## Goal of the exercise
Return, word for word, the line that contains "from untyped input." and every line after it through the end of the records.

Dataset entries
Segment Open
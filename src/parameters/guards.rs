//! Scalar input guards
//!
//! Every scalar handed to a layering scheme passes through one of the guards
//! in this module. Guards either fail fast with a typed [`SwParamError`] or
//! return the (possibly corrected) value wrapped in [`Checked`], together with
//! any [`Advisory`] describing a soft correction.
//!
//! Two irregularities are corrected instead of rejected:
//!
//! - wavelengths given in the wrong order are swapped,
//! - a depth factor below [`MIN_DEPTH_FACTOR`] is raised to it.
//!
//! Both are reported through `tracing::warn!` as well as in the returned
//! advisories, so callers that do not install a subscriber still see them.

use std::fmt;

use serde::{Deserialize, Serialize};
use tracing::warn;

use crate::error::{Result, SwParamError};

/// Smallest depth factor accepted by the wavelength based schemes.
pub const MIN_DEPTH_FACTOR: f64 = 2.0;

/// A soft correction applied to an input value
#[derive(Debug, Clone, Copy, PartialEq, Serialize, Deserialize)]
pub enum Advisory {
    /// `wmin` was greater than `wmax`; the pair was swapped.
    WavelengthsSwapped { wmin: f64, wmax: f64 },

    /// `depth_factor` was below the minimum and was clamped.
    DepthFactorClamped { given: f64, used: f64 },
}

impl fmt::Display for Advisory {
    fn fmt(&self, f: &mut fmt::Formatter<'_>) -> fmt::Result {
        match self {
            Advisory::WavelengthsSwapped { wmin, wmax } => write!(
                f,
                "Minimum wavelength ({}) must be less than maximum wavelength ({}). Swapping!",
                wmin, wmax
            ),
            Advisory::DepthFactorClamped { given, used } => write!(
                f,
                "`depth_factor` must be >= {}, got {}. Setting `depth_factor` equal to {}.",
                used, given, used
            ),
        }
    }
}

/// A validated value plus the advisories raised while validating it
#[derive(Debug, Clone, PartialEq)]
pub struct Checked<T> {
    /// The validated (possibly corrected) value
    pub value: T,

    /// Soft corrections applied, in the order they happened
    pub advisories: Vec<Advisory>,
}

impl<T> Checked<T> {
    /// Wrap a value that needed no correction
    pub fn clean(value: T) -> Self {
        Self {
            value,
            advisories: Vec::new(),
        }
    }

    /// Wrap a corrected value, logging the advisory
    pub fn corrected(value: T, advisory: Advisory) -> Self {
        warn!("{}", advisory);
        Self {
            value,
            advisories: vec![advisory],
        }
    }

    /// True if no correction was applied
    pub fn is_clean(&self) -> bool {
        self.advisories.is_empty()
    }

    /// Transform the value, keeping the advisories
    pub fn map<U, F: FnOnce(T) -> U>(self, f: F) -> Checked<U> {
        Checked {
            value: f(self.value),
            advisories: self.advisories,
        }
    }

    /// Split into the value and its advisories, appending the latter to `sink`
    pub fn drain_into(self, sink: &mut Vec<Advisory>) -> T {
        sink.extend(self.advisories);
        self.value
    }
}

/// Fail unless `value` is a finite number.
pub fn check_finite(name: &str, value: f64) -> Result<f64> {
    if !value.is_finite() {
        return Err(SwParamError::invalid_type(
            name,
            format!("must be a finite number, not {}", value),
        ));
    }
    Ok(value)
}

/// Fail unless `value` is a finite, strictly positive number.
///
/// # Examples
///
/// ```
/// use swparam_rs::parameters::guards::check_positive;
///
/// assert_eq!(check_positive("thickness", 2.0).unwrap(), 2.0);
/// assert!(check_positive("thickness", 0.0).unwrap_err().is_value_error());
/// assert!(check_positive("thickness", f64::NAN).unwrap_err().is_type_error());
/// ```
pub fn check_positive(name: &str, value: f64) -> Result<f64> {
    let value = check_finite(name, value)?;
    if value <= 0.0 {
        return Err(SwParamError::invalid_value(
            name,
            format!("must be positive, got {}", value),
        ));
    }
    Ok(value)
}

/// Fail unless a layer count is at least one and at most `max_layers`.
pub fn check_nlayers(nlayers: usize, max_layers: usize) -> Result<usize> {
    if nlayers < 1 {
        return Err(SwParamError::invalid_value(
            "nlayers",
            "number of layers must be >= 1",
        ));
    }
    if nlayers > max_layers {
        return Err(SwParamError::LayerLimitExceeded { limit: max_layers });
    }
    Ok(nlayers)
}

/// Fail unless `value` is finite and strictly greater than 1.
///
/// Used for the layering ratio and the LNI increasing factor.
pub fn check_greater_than_one(name: &str, value: f64) -> Result<f64> {
    let value = check_finite(name, value)?;
    if value <= 1.0 {
        return Err(SwParamError::invalid_value(
            name,
            format!("must be greater than 1, got {}", value),
        ));
    }
    Ok(value)
}

/// Check a wavelength pair.
///
/// Specifically:
/// 1. Both wavelengths are finite numbers.
/// 2. Both wavelengths are > 0.
/// 3. If `wmin > wmax` the pair is swapped and an advisory is raised.
///
/// # Examples
///
/// ```
/// use swparam_rs::parameters::guards::check_wavelengths;
///
/// let checked = check_wavelengths(30.0, 1.0).unwrap();
/// assert_eq!(checked.value, (1.0, 30.0));
/// assert!(!checked.is_clean());
/// ```
pub fn check_wavelengths(wmin: f64, wmax: f64) -> Result<Checked<(f64, f64)>> {
    for (name, val) in [("wmin", wmin), ("wmax", wmax)] {
        check_finite(name, val)?;
        if val <= 0.0 {
            return Err(SwParamError::invalid_value(name, "wavelength must be > 0"));
        }
    }

    if wmin > wmax {
        return Ok(Checked::corrected(
            (wmax, wmin),
            Advisory::WavelengthsSwapped { wmin, wmax },
        ));
    }

    Ok(Checked::clean((wmin, wmax)))
}

/// Check the factor used to turn the longest wavelength into a maximum depth.
///
/// Values below [`MIN_DEPTH_FACTOR`] are clamped to it with an advisory.
pub fn check_depth_factor(depth_factor: f64) -> Result<Checked<f64>> {
    let depth_factor = check_finite("depth_factor", depth_factor)?;
    if depth_factor < MIN_DEPTH_FACTOR {
        return Ok(Checked::corrected(
            MIN_DEPTH_FACTOR,
            Advisory::DepthFactorClamped {
                given: depth_factor,
                used: MIN_DEPTH_FACTOR,
            },
        ));
    }
    Ok(Checked::clean(depth_factor))
}

/// Check reversal flags decoded from untyped input.
///
/// Only JSON booleans are accepted; `0`/`1` and every other value are rejected
/// rather than coerced.
pub fn check_reversal(flags: &[serde_json::Value]) -> Result<Vec<bool>> {
    flags
        .iter()
        .enumerate()
        .map(|(index, flag)| {
            flag.as_bool().ok_or_else(|| {
                SwParamError::invalid_type(
                    "reversal_allowed",
                    format!("element {} must be a `bool`, not `{}`", index, flag),
                )
            })
        })
        .collect()
}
Segment Closed
## Written answer
/// Check reversal flags decoded from untyped input.
///
/// Only JSON booleans are accepted; `0`/`1` and every other value are rejected
/// rather than coerced.
pub fn check_reversal(flags: &[serde_json::Value]) -> Result<Vec<bool>> {
    flags
        .iter()
        .enumerate()
        .map(|(index, flag)| {
            flag.as_bool().ok_or_else(|| {
                SwParamError::invalid_type(
                    "reversal_allowed",
                    format!("element {} must be a `bool`, not `{}`", index, flag),
                )
            })
        })
        .collect()
}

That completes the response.